(Collected data entries)
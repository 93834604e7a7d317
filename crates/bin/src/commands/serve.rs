//! Serve command - runs the channeldb HTTP server.

use channeldb::{Channels, backend::InMemory, remote};
use tokio::signal::unix::{SignalKind, signal};
use tracing_subscriber::EnvFilter;

use crate::backend::{create_store, data_file};
use crate::cli::ServeArgs;

/// Run the channeldb server
pub async fn run(args: &ServeArgs) -> Result<(), Box<dyn std::error::Error>> {
    tracing_subscriber::fmt()
        .with_env_filter(EnvFilter::from_default_env().add_directive("channeldb=info".parse()?))
        .init();

    let path = data_file(args);
    let store = create_store(&path).await?;
    let channels = Channels::open(Box::new(store));
    channels.on_event(|event: &channeldb::Event| {
        tracing::debug!(event = event.id(), timestamp = event.timestamp(), "Change");
    });

    if args.token.is_none() {
        tracing::warn!("No token configured; every request is accepted");
    }
    let app = remote::router(channels.clone(), args.token.clone());

    let addr = format!("{}:{}", args.host, args.port);
    let listener = tokio::net::TcpListener::bind(&addr).await?;
    let local_addr = listener.local_addr()?;

    println!("channeldb server listening on http://{local_addr}");
    println!();
    println!("Available endpoints:");
    println!("  POST /api/v0       - Channel operations (put, get, del, list)");
    println!("  GET  /health       - Health check");
    println!();
    println!("Press Ctrl+C to shutdown");

    let mut sigterm = signal(SignalKind::terminate())?;
    let mut sigint = signal(SignalKind::interrupt())?;

    axum::serve(listener, app)
        .with_graceful_shutdown(async move {
            tokio::select! {
                _ = sigterm.recv() => tracing::info!("Received SIGTERM, initiating graceful shutdown..."),
                _ = sigint.recv() => tracing::info!("Received SIGINT, initiating graceful shutdown..."),
            }
        })
        .await?;

    // Persist the store once the server has drained
    if let Some(store) = channels.backend().as_any().downcast_ref::<InMemory>() {
        match store.save_to_file(&path).await {
            Ok(()) => {
                tracing::info!("Store saved to {}", path.display());
                println!("\nStore saved successfully");
            }
            Err(e) => {
                tracing::error!("Failed to save store: {e:?}");
                eprintln!("Failed to save store: {e:?}");
            }
        }
    }

    println!("Server shut down");
    Ok(())
}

* What the task asks
Match on "EnvFilter" and copy out every line of the entries that contains it.

* Exercise result
use tracing_subscriber::EnvFilter;
        .with_env_filter(EnvFilter::from_default_env().add_directive("channeldb=info".parse()?))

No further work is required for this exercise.